If we rewind a bit, for a case inside a switch, it makes sense to creates new 
bindings ...

For an instanceof, again we want bindings ...

Now for an assignment, this is far less clear for me, that we do not want users 
to be able to choose if they want fresh new local variables or reuse existing 
ones (i do not think that mixing both should be supported).

I think you are over-indexing on the shorthand name given to this feature.

When we write

    String s = f()

we colloquially think of this as "assignment", but technically the name of this is "local variable declaration with initializer" (LVDI).

And, look closely at this LVDI usage: is it _really_ a LVDI, or is it a type pattern being unconditionally matched to the expression `f()`?  The answer is: IT DOESN'T MATTER!  The two have exactly the same semantics.  This is not an accident; exhaustive patterns are a strict generalization of LVDI.  (There are some minor corner cases that can be addressed with small cleanups in JLS Ch5.)

We could find a more accurate name than "Pattern Assignment", but my worry is that this would obfuscate the very real similarity between LVDI and pattern assignment.

And we have definitely discussed and ruled out "use any old mutable variable as a nested pattern", and I don't see any reason to reopen that question just because the word "assignment" is being used here.

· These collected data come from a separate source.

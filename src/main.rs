//! Storefront Backend — Entry Point
//!
//! Initializes configuration, logging, the relational store, and the
//! exchange-rate client, then serves the JSON API until SIGINT.
//!
//! Wiring sequence:
//! 1. Load config.toml + validate
//! 2. Init tracing (JSON structured logging)
//! 3. Connect SQLite store + run embedded migrations
//! 4. Create DolarSi rate-feed client (timeout budget from config)
//! 5. Register Prometheus metrics
//! 6. Serve axum router (API + /live + /ready + /metrics) until SIGINT

#[cfg(not(target_env = "msvc"))]
#[global_allocator]
static GLOBAL: tikv_jemallocator::Jemalloc = tikv_jemallocator::Jemalloc;

use std::sync::Arc;

use anyhow::{Context, Result};
use tracing::info;

use storefront_backend::adapters::http::{AppState, serve};
use storefront_backend::adapters::metrics::MetricsRegistry;
use storefront_backend::adapters::persistence::SqliteStore;
use storefront_backend::adapters::rates::DolarSiClient;
use storefront_backend::config;
use storefront_backend::ports::rate_feed::RateFeed;
use storefront_backend::ports::store::Store;

#[tokio::main]
async fn main() -> Result<()> {
    // ── 1. Load configuration from config.toml ──────────────
    let config = config::loader::load_config("config.toml")
        .context("Failed to load configuration")?;

    // ── 2. Initialize structured JSON logging ───────────────
    tracing_subscriber::fmt()
        .with_env_filter(
            tracing_subscriber::EnvFilter::try_from_default_env().unwrap_or_else(|_| {
                tracing_subscriber::EnvFilter::new(&config.server.log_level)
            }),
        )
        .json()
        .init();

    info!(
        version = env!("CARGO_PKG_VERSION"),
        bind = %config.server.bind_address,
        quote = %config.exchange.quote_label,
        "Starting storefront backend"
    );

    // ── 3. Connect the store and run migrations ─────────────
    let store: Arc<dyn Store> = Arc::new(
        SqliteStore::connect(&config.database.url, config.database.max_connections)
            .await
            .context("Failed to open the database")?,
    );

    // ── 4. Exchange-rate feed client ────────────────────────
    let feed: Arc<dyn RateFeed> = Arc::new(
        DolarSiClient::new(&config.exchange).context("Failed to build rate feed client")?,
    );

    // ── 5. Metrics registry ─────────────────────────────────
    let metrics =
        Arc::new(MetricsRegistry::new().context("Failed to register metrics")?);

    // ── 6. Serve until SIGINT ───────────────────────────────
    let state = AppState::new(store, feed, metrics, &config);
    serve(state, &config.server.bind_address).await?;

    info!("Shutdown complete");
    Ok(())
}
//! Stock validation.
//!
//! A requested quantity may never exceed the product's current stock.
//! The check is read-only; stock is a catalog attribute and is not
//! consumed by line items. Callers substitute persisted values for
//! unchanged fields before invoking it on an update.

use super::catalog::Product;
use super::error::ValidationError;

/// Confirm that `requested` units of `product` can be ordered.
///
/// Fails when `requested > product.stock`, carrying the requested
/// quantity, the product name, and the quantity still available.
pub fn check_stock(product: &Product, requested: i64) -> Result<(), ValidationError> {
    if requested > product.stock {
        return Err(ValidationError::InsufficientStock {
            requested,
            product: product.name.clone(),
            available: product.stock,
        });
    }
    Ok(())
}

By piggybacking on patterns, we are restricting ourselves to think in terms of 
patterns and not more broadly in terms of de-structuring/multiple assignments.

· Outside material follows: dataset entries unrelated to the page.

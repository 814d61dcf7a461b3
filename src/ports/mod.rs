//! Ports Layer - Hexagonal Architecture Boundaries
//!
//! Defines the interfaces (traits) that the domain/usecases layer
//! requires from the outside world. Adapters implement these traits.
//!
//! Port categories:
//! - `Store`: relational persistence for products, orders, line items
//! - `RateFeed`: external exchange-rate quote feed

pub mod rate_feed;
pub mod store;
//! Order Assembly - Create an Order with its Initial Line Items
//!
//! Field-level constraints are checked up front, then the store
//! persists the order row and the whole batch inside one transaction
//! (the store validates stock and product uniqueness against rows read
//! in that same transaction). Either the order and every line item
//! commit together, or nothing does - there is no observable
//! provisional state and no compensating delete.

use std::sync::Arc;

use tracing::{info, instrument};

use crate::domain::catalog::{LineItemDraft, NewOrder, OrderWithItems};
use crate::ports::store::{Store, StoreError};

/// Creates orders together with their initial line items.
pub struct OrderAssembler {
    store: Arc<dyn Store>,
}

impl OrderAssembler {
    pub fn new(store: Arc<dyn Store>) -> Self {
        Self { store }
    }

    /// Create `order` and its `items` as a single logical unit.
    ///
    /// Aggregates every field-level violation across the order header
    /// and all drafts before touching the store; relational violations
    /// (stock, uniqueness, unknown references) come back from the
    /// store's transaction the same way, one entry per offending item.
    #[instrument(skip(self, order, items), fields(order_id = %order.id, items = items.len()))]
    pub async fn create(
        &self,
        order: NewOrder,
        items: Vec<LineItemDraft>,
    ) -> Result<OrderWithItems, StoreError> {
        let mut errors = Vec::new();
        if let Err(errs) = order.validate() {
            errors.extend(errs);
        }
        for item in &items {
            if let Err(errs) = item.validate() {
                errors.extend(errs);
            }
        }
        if !errors.is_empty() {
            return Err(StoreError::Invalid(errors));
        }

        let created = self.store.create_order_with_items(order, items).await?;
        info!(
            order_id = %created.order.id,
            lines = created.lines.len(),
            "order assembled"
        );
        Ok(created)
    }
}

I think you have this backwards.  Patterns, specifically record/deconstruction patterns, _are_ Java's notion of destructuring.  Just as records are our tuples, and functional interfaces are our function types.  Just as we are not adding tuples or structural function types, it would be a self-inflicted wound to add some sort of destructuring that does not run through pattern matching.

Asking the question differently, apart from the fact that that this feature has a name 
that starts with "pattern",
do you think that re-assigning local variables is something that should be 
considered for this feature ?

I have two answers to that question.

1.  It makes no sense to think of this as part of _this feature_, because this feature is built on pattern matching.  If you want that, then you are asking for it as part of pattern matching in general, where you can turn a mutable variable into a pattern somehow.

2.  I think we very much *do not want* pattern matching to be able to mutate existing variables, for multiple reasons.  This was already well covered the first time around.

Short answer; absolutely not.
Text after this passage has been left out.